Unexpected but reasonable results show there’s nothing boring about organoboron chemistry

Researchers re-evaluating a previously purported aminoboration reaction have rectified the mechanism and revealed a new type of metal-free hydroamination reaction, catalysed by BCl3.1 The findings will benefit chemists searching for atom economic ways to synthesise important pharmaceuticals and agrichemicals.

In 2015, Yu-Ming Li and their group at Nankai University, China, reported an intramolecular aminoboration reaction on unfunctionalised olefins.2 Based on experimental results and using density functional theory calculations, they predicted a mechanism where HCl elimination was the rate-determining step with an energy barrier of 37.6kcal/mol.

An image showing  DFT-computed free energies for the reaction pathways

Source: © Yong Liang/Nanjing University

Reaction pathways and DFT-computed free energies for the aminoboration of alkenes proposed by the Li group (top) and Liang and Liu (bottom)

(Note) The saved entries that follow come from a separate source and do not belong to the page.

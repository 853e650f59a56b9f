// SPDX-License-Identifier: BUSL-1.1
// Copyright (c) 2026 Alfred Jean LLC

use super::*;
use farm_core::{Job, JobId, PlatformKind, WorkspaceId, WorkspaceLayout};
use tempfile::tempdir;

fn sample_job(config: String, source: String) -> Job {
    Job {
        code: JobId::new("A1"),
        starttime: 0,
        platform: PlatformKind::Android,
        key: None,
        icon_url: None,
        splash_url: None,
        config,
        source,
        lib_version: "8.0.0".into(),
    }
}

#[tokio::test]
async fn fetches_config_and_source_into_workspace() {
    let fixtures = tempdir().unwrap();
    std::fs::write(fixtures.path().join("config.xml"), b"<widget/>").unwrap();
    std::fs::write(fixtures.path().join("src.zip"), b"PK\x03\x04").unwrap();

    let data_root = tempdir().unwrap();
    let lib_dir = data_root.path().join("libs/cordova-lib@8.0.0/node_modules/cordova-lib");
    std::fs::create_dir_all(&lib_dir).unwrap();
    std::fs::write(lib_dir.join("package.json"), b"{}").unwrap();

    let projects_root = tempdir().unwrap();
    let job = sample_job("config.xml".into(), "src.zip".into());
    let id = WorkspaceId::for_job(&job.code, job.starttime);
    let workspace = WorkspaceLayout::new(projects_root.path(), &id);
    workspace.ensure_dirs().unwrap();

    let ctx = PipelineContext {
        job: &job,
        workspace: &workspace,
        config_root: Some(fixtures.path()),
        data_root: data_root.path(),
    };

    run(&ctx).await.unwrap();

    assert_eq!(std::fs::read(workspace.config_xml()).unwrap(), b"<widget/>");
    assert_eq!(std::fs::read(workspace.source_zip()).unwrap(), b"PK\x03\x04");
}

#[test]
fn is_importable_requires_package_json_present() {
    let dir = tempdir().unwrap();
    assert!(!is_importable(dir.path()));

    let lib_dir = dir.path().join("node_modules/cordova-lib");
    std::fs::create_dir_all(&lib_dir).unwrap();
    std::fs::write(lib_dir.join("package.json"), b"{}").unwrap();
    assert!(is_importable(dir.path()));
}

37.6kcal/mol, however, is too large a barrier to overcome in the mild conditions Li used, according to Yong Liang of Nanjing University and Fang Liu of Nanjing Agricultural University. Inspired by this discrepancy, Liang and Liu decided to re-visit the mechanism for BCl3 induced aminoborylation on alkenes and alkynes. Using density functional theory calculations, they identified that an interaction between the C=C double bond and BCl3 activates the reaction with alkenes – a more favourable pathway than Li had reported. And on performing the aminoborylation reaction experimentally on unfunctionalised alkynes, they discovered it favoured a hydroamination product.

Upon further computational investigation into the aminoboration of alkynes, they also encountered a spontaneous and unexpected protodeboronation reaction. They saw that during the aminoborylation reaction, the chloride ion in HCl coordinates to the boron in the intermediate molecule, promoting the dissociation of BCl3 to leave the hydroamination product. This new reaction, the researchers say, is one of the first metal-free hydroaminations on an unfunctionalised alkyne.

An image showing DFT-computed free energies for the aminoboration of alkynes and subsequent protodeboronation by HCl

Source: © Yong Liang/Nanjing University

Reaction pathway and DFT-computed free energies for the aminoboration of alkynes and subsequent protodeboronation by HCl

‘Hydroamination reactions are useful for the construction of heterocycles containing nitrogen atoms, which widely exist in drugs and bioactive molecules,’ explains Liang. ‘A metal-free method can avoid heavy metal residue in synthesis, which will be really significant to organic chemists in the field.’

‘This is a rare example of mechanistic insights being immediately used to predict and develop new reactions,’ comments Peng Liu, a computational organic chemist at the University of Pittsburgh, US. ‘The unique roles of BCl3 revealed in this study are expected to benefit future development of transition-metal-free borylative cyclisations and hydroaminations.’

Liang and Liu went on to test the method on a range of substrates, showing the wide applicability of the reaction. The pair now intend to explore other BCl3-mediated reactions.